Chi cresce non è, non deve essere prigioniero. I prigionieri dei campi di sterminio nazisti erano spogliati di tutti i vincoli che in qualche modo li avrebbero tenuti dentro idee politiche, religione, competenze professionali, reti sociali … Dovevano essere ridotti a un vincolo solo: quello della prigionia. Per questo, proibiti riti, oggetti, effetti personali, in una spersonalizzazione il più possibile completa e ossessiva. Persecutoria. La prigione perfetta è quella che chiude, imprigiona appunto, in un solo vincolo.

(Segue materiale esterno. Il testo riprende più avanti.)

//! # Error Types
//!
//! All error types for network provisioning.

use crate::domain::entities::ComponentKind;
use lsd_governance::GovernanceError;
use lsd_shared_types::Address;
use thiserror::Error;

// =============================================================================
// FACTORY ERRORS
// =============================================================================

/// Errors surfaced by factory operations.
///
/// Every variant is returned synchronously to the caller of the failing
/// operation; nothing is retried.
#[derive(Debug, Error, Clone, PartialEq, Eq)]
pub enum FactoryError {
    /// `initialize` called a second time.
    #[error("factory already initialized")]
    AlreadyInitialized,

    /// Operation attempted before `initialize`.
    #[error("factory not initialized")]
    NotInitialized,

    /// Caller lacks the admin (or controller) capability.
    #[error("unauthorized caller: {0:?}")]
    Unauthorized(Address),

    /// No voters supplied.
    #[error("voter set is empty")]
    EmptyVoters,

    /// Entrusted voter set not configured.
    #[error("entrusted voter set is empty")]
    EmptyEntrustedVoters,

    /// Threshold outside `1..=voters`.
    #[error("invalid threshold: {threshold} (voters: {voters})")]
    InvalidThreshold {
        /// Requested threshold
        threshold: usize,
        /// Size of the voter set
        voters: usize,
    },

    /// Negative timelock delay.
    #[error("invalid delay: {0}")]
    InvalidDelay(i64),

    /// Pre-existing token was never authorized.
    #[error("token not authorized: {0:?}")]
    TokenNotAuthorized(Address),

    /// Token already backs a network. Permanent.
    #[error("token already used: {0:?}")]
    TokenAlreadyUsed(Address),

    /// Vote from an identity outside the current voter set.
    #[error("not a voter: {0:?}")]
    NotAVoter(Address),

    /// No network recorded for this token.
    #[error("network not found for token: {0:?}")]
    NotFound(Address),

    /// Zero address where a real one is required.
    #[error("invalid address for {0}")]
    InvalidAddress(&'static str),

    /// Token name or symbol rejected.
    #[error("invalid token metadata: {0}")]
    InvalidTokenMetadata(String),

    /// Voter list longer than the configured maximum.
    #[error("too many voters: {count} > {max}")]
    TooManyVoters {
        /// Supplied voters
        count: usize,
        /// Configured maximum
        max: usize,
    },

    /// A component address already belongs to another network.
    #[error("component already bound: {0:?}")]
    ComponentAlreadyBound(Address),

    /// Component deployment failed.
    #[error("deployment failed: {0}")]
    Deployment(#[from] DeployError),

    /// Governance failure without a factory-level counterpart.
    #[error("governance error: {0}")]
    Governance(GovernanceError),
}

impl FactoryError {
    /// True for failures that will never succeed on retry.
    #[must_use]
    pub fn is_permanent(&self) -> bool {
        matches!(
            self,
            Self::AlreadyInitialized | Self::TokenAlreadyUsed(_) | Self::ComponentAlreadyBound(_)
        )
    }

    /// Short label for logs and metrics.
    #[must_use]
    pub fn code(&self) -> &'static str {
        match self {
            Self::AlreadyInitialized => "already_initialized",
            Self::NotInitialized => "not_initialized",
            Self::Unauthorized(_) => "unauthorized",
            Self::EmptyVoters => "empty_voters",
            Self::EmptyEntrustedVoters => "empty_entrusted_voters",
            Self::InvalidThreshold { .. } => "invalid_threshold",
            Self::InvalidDelay(_) => "invalid_delay",
            Self::TokenNotAuthorized(_) => "token_not_authorized",
            Self::TokenAlreadyUsed(_) => "token_already_used",
            Self::NotAVoter(_) => "not_a_voter",
            Self::NotFound(_) => "not_found",
            Self::InvalidAddress(_) => "invalid_address",
            Self::InvalidTokenMetadata(_) => "invalid_token_metadata",
            Self::TooManyVoters { .. } => "too_many_voters",
            Self::ComponentAlreadyBound(_) => "component_already_bound",
            Self::Deployment(_) => "deployment",
            Self::Governance(_) => "governance",
        }
    }
}

impl From<GovernanceError> for FactoryError {
    fn from(err: GovernanceError) -> Self {
        match err {
            GovernanceError::EmptyVoters => Self::EmptyVoters,
            GovernanceError::InvalidThreshold { threshold, voters } => {
                Self::InvalidThreshold { threshold, voters }
            }
            GovernanceError::NotAVoter(voter) => Self::NotAVoter(voter),
            GovernanceError::InvalidDelay(delay) => Self::InvalidDelay(delay),
            GovernanceError::Unauthorized(caller) => Self::Unauthorized(caller),
            other => Self::Governance(other),
        }
    }
}

// =============================================================================
// DEPLOY ERRORS
// =============================================================================

/// Errors from the component deployer.
#[derive(Debug, Error, Clone, PartialEq, Eq)]
pub enum DeployError {
    /// Proxied component requested without a logic template.
    #[error("missing logic template for {0}")]
    MissingLogic(ComponentKind),

    /// Deployer refused the request.
    #[error("deployment of {kind} rejected: {reason}")]
    Rejected {
        /// Component being deployed
        kind: ComponentKind,
        /// Deployer-supplied reason
        reason: String,
    },

    /// Token mint refused.
    #[error("token mint rejected: {0}")]
    TokenMintRejected(String),
}

// =============================================================================
// TESTS
// =============================================================================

Chi cresce raccoglie alcune castagne d’India. Korczak non le considera roba da destinare ai rifiuti. Chi cresce sta organizzando la sua crescita con quelle castagne d’India, che non sono spazzatura. Vanno rispettate. Sono sue. Non è l’elogio della proprietà privata. È il rispetto per le sue ricerche.

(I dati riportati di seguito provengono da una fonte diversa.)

//! # Value Objects
//!
//! Immutable identity primitives. Tokens, voters, admins and deployed
//! components are all identified by an `Address`.

use serde::{Deserialize, Serialize};
use std::fmt;
use std::str::FromStr;
use thiserror::Error;

// =============================================================================
// ADDRESS (20 bytes)
// =============================================================================

/// A 20-byte account or contract address.
#[derive(Clone, Copy, PartialEq, Eq, PartialOrd, Ord, Hash, Default, Serialize, Deserialize)]
pub struct Address(pub [u8; 20]);

impl Address {
    /// The zero address (0x0000...0000).
    pub const ZERO: Self = Self([0u8; 20]);

    /// Creates an address from a 20-byte array.
    #[must_use]
    pub const fn new(bytes: [u8; 20]) -> Self {
        Self(bytes)
    }

    /// Creates an address whose every byte is `byte`. Handy for fixtures.
    #[must_use]
    pub const fn repeat_byte(byte: u8) -> Self {
        Self([byte; 20])
    }

    /// Creates an address from a slice. Returns None if wrong length.
    #[must_use]
    pub fn from_slice(slice: &[u8]) -> Option<Self> {
        if slice.len() == 20 {
            let mut bytes = [0u8; 20];
            bytes.copy_from_slice(slice);
            Some(Self(bytes))
        } else {
            None
        }
    }

    /// Returns the underlying bytes.
    #[must_use]
    pub const fn as_bytes(&self) -> &[u8; 20] {
        &self.0
    }

    /// Returns true if this is the zero address.
    #[must_use]
    pub fn is_zero(&self) -> bool {
        self.0 == [0u8; 20]
    }

    /// Full lowercase hex form with `0x` prefix.
    #[must_use]
    pub fn to_hex(&self) -> String {
        format!("0x{}", hex::encode(self.0))
    }
}

impl fmt::Debug for Address {
    fn fmt(&self, f: &mut fmt::Formatter<'_>) -> fmt::Result {
        write!(f, "{}", self.to_hex())
    }
}

impl fmt::Display for Address {
    fn fmt(&self, f: &mut fmt::Formatter<'_>) -> fmt::Result {
        write!(f, "0x")?;
        for byte in &self.0[..4] {
            write!(f, "{byte:02x}")?;
        }
        write!(f, "...")?;
        for byte in &self.0[18..] {
            write!(f, "{byte:02x}")?;
        }
        Ok(())
    }
}

impl From<[u8; 20]> for Address {
    fn from(bytes: [u8; 20]) -> Self {
        Self(bytes)
    }
}

impl From<Address> for [u8; 20] {
    fn from(addr: Address) -> Self {
        addr.0
    }
}

/// Errors from parsing a hex address.
#[derive(Debug, Error, Clone, PartialEq, Eq)]
pub enum AddressParseError {
    /// Input was not valid hex.
    #[error("invalid hex: {0}")]
    InvalidHex(String),

    /// Decoded input had the wrong length.
    #[error("invalid address length: expected 20 bytes, got {0}")]
    InvalidLength(usize),
}

impl FromStr for Address {
    type Err = AddressParseError;

    fn from_str(s: &str) -> Result<Self, Self::Err> {
        let stripped = s.strip_prefix("0x").unwrap_or(s);
        let bytes = hex::decode(stripped).map_err(|e| AddressParseError::InvalidHex(e.to_string()))?;
        Self::from_slice(&bytes).ok_or(AddressParseError::InvalidLength(bytes.len()))
    }
}

// =============================================================================
// HASH (32 bytes)
// =============================================================================

/// A 32-byte Keccak-256 digest. Used for salts and governance action ids.
#[derive(Clone, Copy, PartialEq, Eq, PartialOrd, Ord, Hash, Default, Serialize, Deserialize)]
pub struct Hash(pub [u8; 32]);

impl Hash {
    /// The zero hash.
    pub const ZERO: Self = Self([0u8; 32]);

    /// Creates a hash from a 32-byte array.
    #[must_use]
    pub const fn new(bytes: [u8; 32]) -> Self {
        Self(bytes)
    }

    /// Returns the underlying bytes.
    #[must_use]
    pub const fn as_bytes(&self) -> &[u8; 32] {
        &self.0
    }

    /// Returns true if this is the zero hash.
    #[must_use]
    pub fn is_zero(&self) -> bool {
        self.0 == [0u8; 32]
    }
}

impl fmt::Debug for Hash {
    fn fmt(&self, f: &mut fmt::Formatter<'_>) -> fmt::Result {
        write!(f, "0x{}", hex::encode(self.0))
    }
}

impl fmt::Display for Hash {
    fn fmt(&self, f: &mut fmt::Formatter<'_>) -> fmt::Result {
        write!(f, "0x")?;
        for byte in &self.0[..4] {
            write!(f, "{byte:02x}")?;
        }
        write!(f, "...")?;
        for byte in &self.0[28..] {
            write!(f, "{byte:02x}")?;
        }
        Ok(())
    }
}

impl From<[u8; 32]> for Hash {
    fn from(bytes: [u8; 32]) -> Self {
        Self(bytes)
    }
}

// =============================================================================
// TESTS
// =============================================================================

Le varie modalità sensoriali di chi apprende ricevono stimoli sia rilevanti che irrilevanti. Le differenti modalità sensoriali ci forniscono l’informazione indipendentemente e simultaneamente. Possiamo chiudere gli occhi per evitare la stimolazione visiva, tappare il naso, possiamo anche provare a chiudere le orecchie con un certo successo, ma non è possibile evitare di sentire – che non è udire -, non si può cioè bloccare l’input che viene chiamato tattilo-cinestetico. Quindi, la ricezione dei segnali in ultima analisi non può essere evitata. Tutto questo è ben presente in Mario Lodi, che, come Korczak, non ha la presunzione di rendersi conto a priori della moltitudine di stimoli che l’organismo di chi cresce riceve e nemmeno pretende di, eventualmente, ristrutturarli. Ha fiducia nella complessità, che vive e in cui è immerso insieme agli altri. La condivide e la rispetta. Il rispetto per la proprietà di chi cresce, è condivisione.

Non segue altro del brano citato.